2.4. Accuracy Assesment

Since validation with in-situ data was beyond the scope of this study and since at the time of the study other operational Landsat LST products were not available for comparison, the accuracy assessment of the LST products was based on indirect verification. Thus, ASTER higher-level LST products [48] were considered as a reference dataset to assess the accuracy of the Landsat-derived LST. ASTER LST products were selected for their high accuracy, which is reported to be of 1.5 K [49]. A thorough analysis of ASTER radiance and temperature accuracies is reported in [50]. Using instrumented buoys in large lakes, for 246 independent validations of surface temperature, they reported that all channels were well within the preflight specification of ±1 K. Comparing a dynamically changing variable such as the surface temperature derived from different satellites is challenging. In this study, a time difference of maximum half an hour is allowed, therefore, ASTER LST products were compared to Landsat 7 LST products. The LST derived from Landsat 5 and 8 in GEE was evaluated by comparison with other Landsat 5- and 8-derived LST from the same observations, but using alternative approaches, such as the approach implemented by the software ATCOR [51]. GEE was used for selecting ASTER images that meet the reference data selection criteria. Using the GEE catalogue was very efficient in matching the acquisition dates of ASTER and Landsat 7 with time differences of less than half an hour. From the resulting matching Landsat and ASTER image pairs, a number of pairs was manually selected to cover different geographic areas around the world, with distinguishable surface cover (desert, dense forest, cities, etc.). Images corresponding to different seasons and a large range of PW values were selected, to ensure testing for a variety of different atmospheric conditions. For the selected dates, the ASTER LST products were provided by JPL (Jet Propulsion Laboratory). For Landsat 5 and 8, no ASTER data with a time difference of less than half an hour in acquisition time were available. Thus, a set of Landsat 5 and 8 LST products estimated with ATCOR for the cities of Heraklion and Basel were used, that were produced by the DLR (German Aerospace Agency). All the reference images that were used are listed in Table 4 with their acquisition date, spatial resolution, a reference point of the location, area size and PW values.
The comparison process includes the estimation of the Landsat LST as described in Section 2.1, for 13 images, using all combinations of the three emissivity sources, the five coefficient tables for Landsat 5 and 7 and one coefficient table for Landsat 8. In total, 147 Landsat LST products were available for comparison. Post-processing was necessary for the LST product derived by Landsat 7 in order to be comparable to the ASTER LST products, mainly due to their different spatial resolution. The Landsat LST products at 30 m × 30 m spatial resolution were resampled to 90 m × 90 m, using spatial averaging. The RMSE (root mean square error) was used as an accuracy metric in all cases.

3. Results and Discussion

3.1. Accuracy Assesment

The accuracy of the Landsat LST products was assessed as explained in detail in Section 2.4, based on indirect validation with ASTER and Landsat LST products, derived using different approaches. The set of 147 Landsat LST products was compared to the reference data and the accuracy assessment results for different coefficient tables and emissivity sources are presented and discussed below.
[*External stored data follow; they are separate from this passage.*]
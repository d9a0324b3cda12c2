//! Model bundle provisioning.
//!
//! # Data Flow
//! ```text
//! ensure_assets(mount)
//!     ├─ mount non-empty ─────────────────────────→ SharedMount (no I/O)
//!     ├─ no bucket/key ───────────────────────────→ false, logged
//!     ├─ local dir non-empty ─────────────────────→ AlreadyExtracted
//!     └─ source.rs: stream object → staging/archive
//!            → archive.rs: extract into staging/bundle (blocking pool)
//!            → rename staging/bundle → local dir
//!        then symlink mount → local dir
//! ```
//!
//! # Design Decisions
//! - A non-empty directory means "provisioned"; nothing is ever deleted
//! - Provisioning failures are logged and never abort backend startup
//! - Calls are serialised behind an async mutex and published by rename

pub mod archive;
pub mod provisioner;
pub mod source;

use std::path::PathBuf;
use thiserror::Error;

pub use archive::{extract_stream, extract_tar_gz, resolve_within, ExtractReport};
pub use provisioner::{link_shared_mount, AssetProvisioner, ProvisionOutcome};
pub use source::{ArchiveSource, S3ArchiveSource};

/// Archive fetch or extraction failure.
#[derive(Debug, Error)]
pub enum ProvisioningError {
    #[error("no archive location configured (bucket and key are required)")]
    NotConfigured,

    #[error("failed to download {location}: {reason}")]
    Download { location: String, reason: String },

    #[error("cannot open archive {path}: {reason}")]
    ArchiveOpen { path: PathBuf, reason: String },

    #[error("I/O error at {path}: {source}")]
    Io {
        path: PathBuf,
        #[source]
        source: std::io::Error,
    },

    #[error("extraction task failed: {0}")]
    Task(String),
}

impl ProvisioningError {
    pub(crate) fn io(path: impl Into<PathBuf>) -> impl FnOnce(std::io::Error) -> Self {
        let path = path.into();
        move |source| Self::Io { path, source }
    }
}
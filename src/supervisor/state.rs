//! Backend startup state machine.
//!
//! # States
//! - NotStarted: no caller has asked for the backend yet
//! - Starting: exactly one startup sequence is in flight
//! - Ready: the backend accepted a connection
//! - Failed: launch or readiness failed; the cause is kept for every caller
//!
//! # State Transitions
//! ```text
//! NotStarted → Starting: first ensure_ready() caller
//! Starting → Ready:      readiness probe succeeded before the launch deadline
//! Starting → Failed:     spawn error, early exit, or launch deadline elapsed
//! ```
//!
//! Ready and Failed are terminal for the instance.

use std::time::Duration;
use thiserror::Error;

/// Why the backend is not available.
#[derive(Debug, Clone, PartialEq, Eq, Error)]
pub enum StartupError {
    #[error("failed to launch backend: {0}")]
    Launch(String),

    #[error("backend exited before becoming ready: {0}")]
    Exited(String),

    #[error("server did not become ready at {addr} within {deadline:?}")]
    NotReady { addr: String, deadline: Duration },

    #[error("timed out after {0:?} waiting for backend startup")]
    WaitTimeout(Duration),
}

#[derive(Debug, Clone, PartialEq, Eq, Default)]
pub enum ServerState {
    #[default]
    NotStarted,
    Starting,
    Ready,
    Failed(StartupError),
}

impl ServerState {
    pub fn is_terminal(&self) -> bool {
        matches!(self, ServerState::Ready | ServerState::Failed(_))
    }
}

#[cfg(test)]
mod tests {
    use super::*;

    #[test]
    fn test_terminal_states() {
        assert!(!ServerState::NotStarted.is_terminal());
        assert!(!ServerState::Starting.is_terminal());
        assert!(ServerState::Ready.is_terminal());
        assert!(ServerState::Failed(StartupError::Launch("x".into())).is_terminal());
    }

    #[test]
    fn test_error_display() {
        let err = StartupError::NotReady {
            addr: "127.0.0.1:5000".into(),
            deadline: Duration::from_secs(60),
        };
        assert_eq!(
            err.to_string(),
            "server did not become ready at 127.0.0.1:5000 within 60s"
        );

        let err = StartupError::NotReady {
            addr: "127.0.0.1:5000".into(),
            deadline: Duration::from_millis(300),
        };
        assert_eq!(
            err.to_string(),
            "server did not become ready at 127.0.0.1:5000 within 300ms"
        );
    }
}
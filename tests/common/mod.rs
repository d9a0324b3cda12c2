//! Shared utilities for integration testing.

#![allow(dead_code)]

use async_trait::async_trait;
use axum::Router;
use std::future::Future;
use std::path::Path;
use std::sync::atomic::{AtomicUsize, Ordering};
use std::sync::Arc;
use std::time::Duration;
use tokio::io::{AsyncReadExt, AsyncWriteExt};
use tokio::net::{TcpListener, TcpStream};
use tokio::task::JoinHandle;

use lt_lambda_adapter::adapter::Adapter;
use lt_lambda_adapter::assets::{ArchiveSource, ProvisioningError};
use lt_lambda_adapter::backend::LoopbackServer;
use lt_lambda_adapter::config::ArchiveLocation;
use lt_lambda_adapter::http::UpstreamClient;
use lt_lambda_adapter::supervisor::{
    BackendProcess, Launcher, Preparation, ServerSupervisor, StartupError, SupervisorTimeouts,
    TcpProbe,
};

/// A loopback port nobody is listening on right now.
pub async fn free_port() -> u16 {
    let listener = TcpListener::bind("127.0.0.1:0").await.unwrap();
    listener.local_addr().unwrap().port()
}

pub fn fast_timeouts() -> SupervisorTimeouts {
    SupervisorTimeouts {
        probe_interval: Duration::from_millis(20),
        launch: Duration::from_secs(5),
        ready_wait: Duration::from_secs(10),
    }
}

/// Supervisor + upstream client wired the way the adapter wires them.
pub fn loopback_adapter(
    server: LoopbackServer,
    launcher: impl Launcher + 'static,
    timeouts: SupervisorTimeouts,
    preparation: Option<Arc<dyn Preparation>>,
) -> Adapter {
    let mut supervisor = ServerSupervisor::new(
        server.clone(),
        Box::new(launcher),
        Box::new(TcpProbe::new(Duration::from_millis(200))),
        timeouts,
    );
    if let Some(preparation) = preparation {
        supervisor = supervisor.with_preparation(preparation);
    }
    let upstream = UpstreamClient::new(server, Duration::from_secs(5), 1024 * 1024);
    Adapter::loopback(Arc::new(supervisor), upstream)
}

/// Start a programmable raw HTTP/1.1 backend: every request gets the
/// status, headers and body returned by `f`.
pub async fn start_programmable_backend<F, Fut>(listener: TcpListener, f: F) -> JoinHandle<()>
where
    F: Fn() -> Fut + Send + Sync + 'static,
    Fut: Future<Output = (u16, Vec<(String, String)>, Vec<u8>)> + Send + 'static,
{
    let f = Arc::new(f);
    tokio::spawn(async move {
        loop {
            match listener.accept().await {
                Ok((mut socket, _)) => {
                    let f = f.clone();
                    tokio::spawn(async move {
                        read_request(&mut socket).await;
                        let (status, headers, body) = f().await;
                        let mut head = format!(
                            "HTTP/1.1 {} {}\r\nContent-Length: {}\r\nConnection: close\r\n",
                            status,
                            reason(status),
                            body.len()
                        );
                        for (name, value) in headers {
                            head.push_str(&format!("{}: {}\r\n", name, value));
                        }
                        head.push_str("\r\n");
                        let _ = socket.write_all(head.as_bytes()).await;
                        let _ = socket.write_all(&body).await;
                        let _ = socket.shutdown().await;
                    });
                }
                Err(_) => break,
            }
        }
    })
}

/// Start a backend that accepts connections and drops them unanswered.
pub async fn start_hangup_backend(listener: TcpListener) -> JoinHandle<()> {
    tokio::spawn(async move {
        while let Ok((mut socket, _)) = listener.accept().await {
            read_request(&mut socket).await;
            drop(socket);
        }
    })
}

/// Consume one request (headers plus a Content-Length body).
async fn read_request(socket: &mut TcpStream) {
    let mut buf = Vec::new();
    let mut chunk = [0u8; 4096];
    loop {
        let n = match socket.read(&mut chunk).await {
            Ok(0) | Err(_) => return,
            Ok(n) => n,
        };
        buf.extend_from_slice(&chunk[..n]);
        if let Some(end) = find(&buf, b"\r\n\r\n") {
            let head = String::from_utf8_lossy(&buf[..end]).to_ascii_lowercase();
            let length = head
                .lines()
                .find_map(|line| line.strip_prefix("content-length:"))
                .and_then(|v| v.trim().parse::<usize>().ok())
                .unwrap_or(0);
            if buf.len() >= end + 4 + length {
                return;
            }
        }
    }
}

fn find(haystack: &[u8], needle: &[u8]) -> Option<usize> {
    haystack.windows(needle.len()).position(|w| w == needle)
}

fn reason(status: u16) -> &'static str {
    match status {
        200 => "OK",
        404 => "Not Found",
        500 => "Internal Server Error",
        503 => "Service Unavailable",
        _ => "Unknown",
    }
}

/// "Launches" an axum app inside the test process, optionally after a
/// delay, and counts launches.
pub struct InProcessLauncher {
    app: Router,
    delay: Duration,
    pub launches: Arc<AtomicUsize>,
}

impl InProcessLauncher {
    pub fn new(app: Router, delay: Duration) -> Self {
        Self {
            app,
            delay,
            launches: Arc::new(AtomicUsize::new(0)),
        }
    }
}

impl Launcher for InProcessLauncher {
    fn launch(&self, server: &LoopbackServer) -> Result<Box<dyn BackendProcess>, StartupError> {
        self.launches.fetch_add(1, Ordering::SeqCst);
        let app = self.app.clone();
        let addr = server.authority();
        let delay = self.delay;
        let task = tokio::spawn(async move {
            tokio::time::sleep(delay).await;
            let listener = TcpListener::bind(&addr).await.unwrap();
            axum::serve(listener, app).await.unwrap();
        });
        Ok(Box::new(TaskProcess { task }))
    }
}

struct TaskProcess {
    task: JoinHandle<()>,
}

impl BackendProcess for TaskProcess {
    fn poll_exit(&mut self) -> Option<String> {
        self.task.is_finished().then(|| "server task ended".to_string())
    }

    fn terminate(&mut self) {
        self.task.abort();
    }
}

/// Launches "successfully" but never opens a port.
pub struct SilentLauncher {
    pub launches: Arc<AtomicUsize>,
}

impl SilentLauncher {
    pub fn new() -> Self {
        Self {
            launches: Arc::new(AtomicUsize::new(0)),
        }
    }
}

impl Launcher for SilentLauncher {
    fn launch(&self, _server: &LoopbackServer) -> Result<Box<dyn BackendProcess>, StartupError> {
        self.launches.fetch_add(1, Ordering::SeqCst);
        Ok(Box::new(Silent))
    }
}

struct Silent;

impl BackendProcess for Silent {
    fn poll_exit(&mut self) -> Option<String> {
        None
    }
}

/// Serves a prebuilt archive from memory and counts fetches.
pub struct FixtureArchiveSource {
    archive: Vec<u8>,
    pub fetches: AtomicUsize,
}

impl FixtureArchiveSource {
    pub fn new(archive: Vec<u8>) -> Arc<Self> {
        Arc::new(Self {
            archive,
            fetches: AtomicUsize::new(0),
        })
    }
}

#[async_trait]
impl ArchiveSource for FixtureArchiveSource {
    async fn fetch(
        &self,
        _location: &ArchiveLocation,
        destination: &Path,
    ) -> Result<u64, ProvisioningError> {
        self.fetches.fetch_add(1, Ordering::SeqCst);
        tokio::fs::write(destination, &self.archive).await.unwrap();
        Ok(self.archive.len() as u64)
    }
}

/// Build a tar.gz from (name, contents) pairs. Names are written into the
/// header verbatim so traversal attempts are preserved.
pub fn tar_gz(members: &[(&str, &[u8])]) -> Vec<u8> {
    use flate2::write::GzEncoder;
    use flate2::Compression;

    let mut builder = tar::Builder::new(GzEncoder::new(Vec::new(), Compression::default()));
    for (name, data) in members {
        let mut header = tar::Header::new_gnu();
        header.as_old_mut().name[..name.len()].copy_from_slice(name.as_bytes());
        header.set_entry_type(tar::EntryType::Regular);
        header.set_size(data.len() as u64);
        header.set_mode(0o644);
        header.set_cksum();
        builder.append(&header, *data).unwrap();
    }
    builder.into_inner().unwrap().finish().unwrap()
}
3.1.1. Atmospheric Effects: Coefficient Table Comparisons

The first accuracy test concerns a comparison among LST products estimated based on different coefficient tables. The objective was to assess the magnitude of errors for the different areas tested and to select one model to be used in the GEE implementation. Figure 2 shows the RMSE using different coefficient tables for Landsat 5 and Landsat 7. No results are presented for Landsat 8 since only one coefficient table was available (see Section 2.2.6). For Landsat 5, the use of the SAFREE coefficient table resulted in lower RMSE, with an average value of 1.49 °C (bias −0.54), while TIGR3 was very close with an average RMSE of 1.50 °C (bias −0.64). For Landsat 7, TIGR2 performed better than the other coefficient table with an average RMSE of 1.77 °C (bias 0.9). The reference data had a variety of PW ranging from 0.72 to 4.32 g/cm2. Our results are in line with [19], where for a PW range between 0.5 and 3 g/cm2 the best RMSE was obtained by using the STD, TIGR2 and SAFREE databases.
Consequently, the coefficient table corresponding to SAFREE was adopted in the final methodology for Landsat 5, the TIGR2 for Landsat 7 and the GAPRI for Landsat 8, as it was the only one available at the time.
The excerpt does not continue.